▸ **Exercise description**
Return all the lines below, exactly as they read.

*** Records shown Section Begins ***

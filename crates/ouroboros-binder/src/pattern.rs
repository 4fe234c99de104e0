//! Handler pattern classification
//!
//! Every handler gets exactly one [`HandlerPattern`], chosen from the sources
//! its fields read. The pattern selects which specialized injector is built.

use std::fmt;

use crate::field::{FieldDefinition, Source};

/// Closed set of dispatch shapes
#[derive(Debug, Clone, Copy, PartialEq, Eq, Hash)]
pub enum HandlerPattern {
    NoParams,
    RequestOnly,
    PathOnly,
    QueryOnly,
    BodyOnly,
    /// Path and query fields only
    Simple,
    WithDeps,
    /// Fallback for every other combination
    Full,
}

impl HandlerPattern {
    pub fn as_str(&self) -> &'static str {
        match self {
            Self::NoParams => "NO_PARAMS",
            Self::RequestOnly => "REQUEST_ONLY",
            Self::PathOnly => "PATH_ONLY",
            Self::QueryOnly => "QUERY_ONLY",
            Self::BodyOnly => "BODY_ONLY",
            Self::Simple => "SIMPLE",
            Self::WithDeps => "WITH_DEPS",
            Self::Full => "FULL",
        }
    }
}

impl fmt::Display for HandlerPattern {
    fn fmt(&self, f: &mut fmt::Formatter<'_>) -> fmt::Result {
        f.write_str(self.as_str())
    }
}

/// Coarse fast-path flag
#[derive(Debug, Clone, Copy, PartialEq, Eq)]
pub enum HandlerMode {
    RequestOnly,
    NoParams,
    Mixed,
}

// ============================================================================
// Source summary
// ============================================================================

/// Number of fields per source
#[derive(Debug, Clone, Copy, Default, PartialEq, Eq)]
pub struct SourceSummary {
    pub path: usize,
    pub query: usize,
    pub header: usize,
    pub cookie: usize,
    pub body: usize,
    pub form: usize,
    pub file: usize,
    pub dependency: usize,
    pub request: usize,
}

impl SourceSummary {
    pub fn from_fields(fields: &[FieldDefinition]) -> Self {
        fields.iter().fold(Self::default(), |mut summary, field| {
            summary.add(field.source());
            summary
        })
    }

    pub fn add(&mut self, source: Source) {
        let count = match source {
            Source::Path => &mut self.path,
            Source::Query => &mut self.query,
            Source::Header => &mut self.header,
            Source::Cookie => &mut self.cookie,
            Source::Body => &mut self.body,
            Source::Form => &mut self.form,
            Source::File => &mut self.file,
            Source::Dependency => &mut self.dependency,
            Source::Request => &mut self.request,
        };
        *count += 1;
    }

    pub fn total(&self) -> usize {
        self.path
            + self.query
            + self.header
            + self.cookie
            + self.body
            + self.form
            + self.file
            + self.dependency
            + self.request
    }

    pub fn needs_form_parsing(&self) -> bool {
        self.form > 0 || self.file > 0
    }
}

/// Decision tree over the source summary
pub fn classify_summary(summary: &SourceSummary) -> HandlerPattern {
    let total = summary.total();

    if summary.dependency > 0 {
        return HandlerPattern::WithDeps;
    }
    if total == 0 {
        return HandlerPattern::NoParams;
    }
    if summary.request == 1 && total == 1 {
        return HandlerPattern::RequestOnly;
    }
    if summary.request > 0 || summary.needs_form_parsing() {
        return HandlerPattern::Full;
    }
    if summary.header > 0 || summary.cookie > 0 {
        return HandlerPattern::Full;
    }
    if summary.body == 1 && total == 1 {
        return HandlerPattern::BodyOnly;
    }
    if summary.body == 0 {
        match (summary.path > 0, summary.query > 0) {
            (true, false) => return HandlerPattern::PathOnly,
            (false, true) => return HandlerPattern::QueryOnly,
            (true, true) => return HandlerPattern::Simple,
            (false, false) => {}
        }
    }
    HandlerPattern::Full
}

/// Classify a handler's fields
pub fn classify(fields: &[FieldDefinition]) -> HandlerPattern {
    classify_summary(&SourceSummary::from_fields(fields))
}

// ============================================================================
// Flags
// ============================================================================

/// Aggregate per-handler needs
#[derive(Debug, Clone, Copy, Default, PartialEq, Eq)]
pub struct HandlerFlags {
    pub needs_path_params: bool,
    pub needs_query: bool,
    pub needs_headers: bool,
    pub needs_cookies: bool,
    pub needs_body: bool,
    pub needs_form_parsing: bool,
    pub has_file_uploads: bool,
    pub has_dependencies: bool,
    pub is_static_route: bool,
}

impl HandlerFlags {
    pub fn new(summary: &SourceSummary, is_static_route: bool) -> Self {
        Self {
            needs_path_params: summary.path > 0,
            needs_query: summary.query > 0,
            needs_headers: summary.header > 0,
            needs_cookies: summary.cookie > 0,
            needs_body: summary.body > 0,
            needs_form_parsing: summary.needs_form_parsing(),
            has_file_uploads: summary.file > 0,
            has_dependencies: summary.dependency > 0,
            is_static_route,
        }
    }
}

/// Mode for a classified handler
pub fn handler_mode(pattern: HandlerPattern) -> HandlerMode {
    match pattern {
        HandlerPattern::NoParams => HandlerMode::NoParams,
        HandlerPattern::RequestOnly => HandlerMode::RequestOnly,
        _ => HandlerMode::Mixed,
    }
}

#[cfg(test)]
mod tests {
    use super::*;

    fn summary(sources: &[Source]) -> SourceSummary {
        let mut summary = SourceSummary::default();
        for source in sources {
            summary.add(*source);
        }
        summary
    }

    #[test]
    fn test_basic_patterns() {
        use Source::*;
        assert_eq!(classify_summary(&summary(&[])), HandlerPattern::NoParams);
        assert_eq!(classify_summary(&summary(&[Request])), HandlerPattern::RequestOnly);
        assert_eq!(classify_summary(&summary(&[Path, Path])), HandlerPattern::PathOnly);
        assert_eq!(classify_summary(&summary(&[Query])), HandlerPattern::QueryOnly);
        assert_eq!(classify_summary(&summary(&[Body])), HandlerPattern::BodyOnly);
        assert_eq!(classify_summary(&summary(&[Path, Query])), HandlerPattern::Simple);
    }

    #[test]
    fn test_fallbacks_to_full() {
        use Source::*;
        assert_eq!(classify_summary(&summary(&[Body, Body])), HandlerPattern::Full);
        assert_eq!(classify_summary(&summary(&[Path, Body])), HandlerPattern::Full);
        assert_eq!(classify_summary(&summary(&[Query, Header])), HandlerPattern::Full);
        assert_eq!(classify_summary(&summary(&[Cookie])), HandlerPattern::Full);
        assert_eq!(classify_summary(&summary(&[Form])), HandlerPattern::Full);
        assert_eq!(classify_summary(&summary(&[File])), HandlerPattern::Full);
        assert_eq!(classify_summary(&summary(&[Request, Query])), HandlerPattern::Full);
    }

    #[test]
    fn test_dependency_wins() {
        use Source::*;
        assert_eq!(classify_summary(&summary(&[Dependency])), HandlerPattern::WithDeps);
        assert_eq!(classify_summary(&summary(&[Request, Form, Dependency])), HandlerPattern::WithDeps);
    }

    #[test]
    fn test_flags() {
        use Source::*;
        let flags = HandlerFlags::new(&summary(&[Path, File, Cookie]), false);
        assert!(flags.needs_path_params);
        assert!(flags.needs_form_parsing);
        assert!(flags.has_file_uploads);
        assert!(flags.needs_cookies);
        assert!(!flags.needs_query);
        assert!(!flags.is_static_route);
    }

    #[test]
    fn test_mode() {
        assert_eq!(handler_mode(HandlerPattern::NoParams), HandlerMode::NoParams);
        assert_eq!(handler_mode(HandlerPattern::RequestOnly), HandlerMode::RequestOnly);
        assert_eq!(handler_mode(HandlerPattern::Simple), HandlerMode::Mixed);
    }
}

*** Records shown Section Ends ***

▸ **Response to the exercise**
filename crates/ouroboros-binder/src/pattern.rs
repository 4fe234c99de104e0
//! Handler pattern classification
//!
//! Every handler gets exactly one [`HandlerPattern`], chosen from the sources
//! its fields read. The pattern selects which specialized injector is built.

use std::fmt;

use crate::field::{FieldDefinition, Source};

/// Closed set of dispatch shapes
#[derive(Debug, Clone, Copy, PartialEq, Eq, Hash)]
pub enum HandlerPattern {
    NoParams,
    RequestOnly,
    PathOnly,
    QueryOnly,
    BodyOnly,
    /// Path and query fields only
    Simple,
    WithDeps,
    /// Fallback for every other combination
    Full,
}

impl HandlerPattern {
    pub fn as_str(&self) -> &'static str {
        match self {
            Self::NoParams => "NO_PARAMS",
            Self::RequestOnly => "REQUEST_ONLY",
            Self::PathOnly => "PATH_ONLY",
            Self::QueryOnly => "QUERY_ONLY",
            Self::BodyOnly => "BODY_ONLY",
            Self::Simple => "SIMPLE",
            Self::WithDeps => "WITH_DEPS",
            Self::Full => "FULL",
        }
    }
}

impl fmt::Display for HandlerPattern {
    fn fmt(&self, f: &mut fmt::Formatter<'_>) -> fmt::Result {
        f.write_str(self.as_str())
    }
}

/// Coarse fast-path flag
#[derive(Debug, Clone, Copy, PartialEq, Eq)]
pub enum HandlerMode {
    RequestOnly,
    NoParams,
    Mixed,
}

// ============================================================================
// Source summary
// ============================================================================

/// Number of fields per source
#[derive(Debug, Clone, Copy, Default, PartialEq, Eq)]
pub struct SourceSummary {
    pub path: usize,
    pub query: usize,
    pub header: usize,
    pub cookie: usize,
    pub body: usize,
    pub form: usize,
    pub file: usize,
    pub dependency: usize,
    pub request: usize,
}

impl SourceSummary {
    pub fn from_fields(fields: &[FieldDefinition]) -> Self {
        fields.iter().fold(Self::default(), |mut summary, field| {
            summary.add(field.source());
            summary
        })
    }

    pub fn add(&mut self, source: Source) {
        let count = match source {
            Source::Path => &mut self.path,
            Source::Query => &mut self.query,
            Source::Header => &mut self.header,
            Source::Cookie => &mut self.cookie,
            Source::Body => &mut self.body,
            Source::Form => &mut self.form,
            Source::File => &mut self.file,
            Source::Dependency => &mut self.dependency,
            Source::Request => &mut self.request,
        };
        *count += 1;
    }

    pub fn total(&self) -> usize {
        self.path
            + self.query
            + self.header
            + self.cookie
            + self.body
            + self.form
            + self.file
            + self.dependency
            + self.request
    }

    pub fn needs_form_parsing(&self) -> bool {
        self.form > 0 || self.file > 0
    }
}

/// Decision tree over the source summary
pub fn classify_summary(summary: &SourceSummary) -> HandlerPattern {
    let total = summary.total();

    if summary.dependency > 0 {
        return HandlerPattern::WithDeps;
    }
    if total == 0 {
        return HandlerPattern::NoParams;
    }
    if summary.request == 1 && total == 1 {
        return HandlerPattern::RequestOnly;
    }
    if summary.request > 0 || summary.needs_form_parsing() {
        return HandlerPattern::Full;
    }
    if summary.header > 0 || summary.cookie > 0 {
        return HandlerPattern::Full;
    }
    if summary.body == 1 && total == 1 {
        return HandlerPattern::BodyOnly;
    }
    if summary.body == 0 {
        match (summary.path > 0, summary.query > 0) {
            (true, false) => return HandlerPattern::PathOnly,
            (false, true) => return HandlerPattern::QueryOnly,
            (true, true) => return HandlerPattern::Simple,
            (false, false) => {}
        }
    }
    HandlerPattern::Full
}

/// Classify a handler's fields
pub fn classify(fields: &[FieldDefinition]) -> HandlerPattern {
    classify_summary(&SourceSummary::from_fields(fields))
}

// ============================================================================
// Flags
// ============================================================================

/// Aggregate per-handler needs
#[derive(Debug, Clone, Copy, Default, PartialEq, Eq)]
pub struct HandlerFlags {
    pub needs_path_params: bool,
    pub needs_query: bool,
    pub needs_headers: bool,
    pub needs_cookies: bool,
    pub needs_body: bool,
    pub needs_form_parsing: bool,
    pub has_file_uploads: bool,
    pub has_dependencies: bool,
    pub is_static_route: bool,
}

impl HandlerFlags {
    pub fn new(summary: &SourceSummary, is_static_route: bool) -> Self {
        Self {
            needs_path_params: summary.path > 0,
            needs_query: summary.query > 0,
            needs_headers: summary.header > 0,
            needs_cookies: summary.cookie > 0,
            needs_body: summary.body > 0,
            needs_form_parsing: summary.needs_form_parsing(),
            has_file_uploads: summary.file > 0,
            has_dependencies: summary.dependency > 0,
            is_static_route,
        }
    }
}

/// Mode for a classified handler
pub fn handler_mode(pattern: HandlerPattern) -> HandlerMode {
    match pattern {
        HandlerPattern::NoParams => HandlerMode::NoParams,
        HandlerPattern::RequestOnly => HandlerMode::RequestOnly,
        _ => HandlerMode::Mixed,
    }
}

#[cfg(test)]
mod tests {
    use super::*;

    fn summary(sources: &[Source]) -> SourceSummary {
        let mut summary = SourceSummary::default();
        for source in sources {
            summary.add(*source);
        }
        summary
    }

    #[test]
    fn test_basic_patterns() {
        use Source::*;
        assert_eq!(classify_summary(&summary(&[])), HandlerPattern::NoParams);
        assert_eq!(classify_summary(&summary(&[Request])), HandlerPattern::RequestOnly);
        assert_eq!(classify_summary(&summary(&[Path, Path])), HandlerPattern::PathOnly);
        assert_eq!(classify_summary(&summary(&[Query])), HandlerPattern::QueryOnly);
        assert_eq!(classify_summary(&summary(&[Body])), HandlerPattern::BodyOnly);
        assert_eq!(classify_summary(&summary(&[Path, Query])), HandlerPattern::Simple);
    }

    #[test]
    fn test_fallbacks_to_full() {
        use Source::*;
        assert_eq!(classify_summary(&summary(&[Body, Body])), HandlerPattern::Full);
        assert_eq!(classify_summary(&summary(&[Path, Body])), HandlerPattern::Full);
        assert_eq!(classify_summary(&summary(&[Query, Header])), HandlerPattern::Full);
        assert_eq!(classify_summary(&summary(&[Cookie])), HandlerPattern::Full);
        assert_eq!(classify_summary(&summary(&[Form])), HandlerPattern::Full);
        assert_eq!(classify_summary(&summary(&[File])), HandlerPattern::Full);
        assert_eq!(classify_summary(&summary(&[Request, Query])), HandlerPattern::Full);
    }

    #[test]
    fn test_dependency_wins() {
        use Source::*;
        assert_eq!(classify_summary(&summary(&[Dependency])), HandlerPattern::WithDeps);
        assert_eq!(classify_summary(&summary(&[Request, Form, Dependency])), HandlerPattern::WithDeps);
    }

    #[test]
    fn test_flags() {
        use Source::*;
        let flags = HandlerFlags::new(&summary(&[Path, File, Cookie]), false);
        assert!(flags.needs_path_params);
        assert!(flags.needs_form_parsing);
        assert!(flags.has_file_uploads);
        assert!(flags.needs_cookies);
        assert!(!flags.needs_query);
        assert!(!flags.is_static_route);
    }

    #[test]
    fn test_mode() {
        assert_eq!(handler_mode(HandlerPattern::NoParams), HandlerMode::NoParams);
        assert_eq!(handler_mode(HandlerPattern::RequestOnly), HandlerMode::RequestOnly);
        assert_eq!(handler_mode(HandlerPattern::Simple), HandlerMode::Mixed);
    }
}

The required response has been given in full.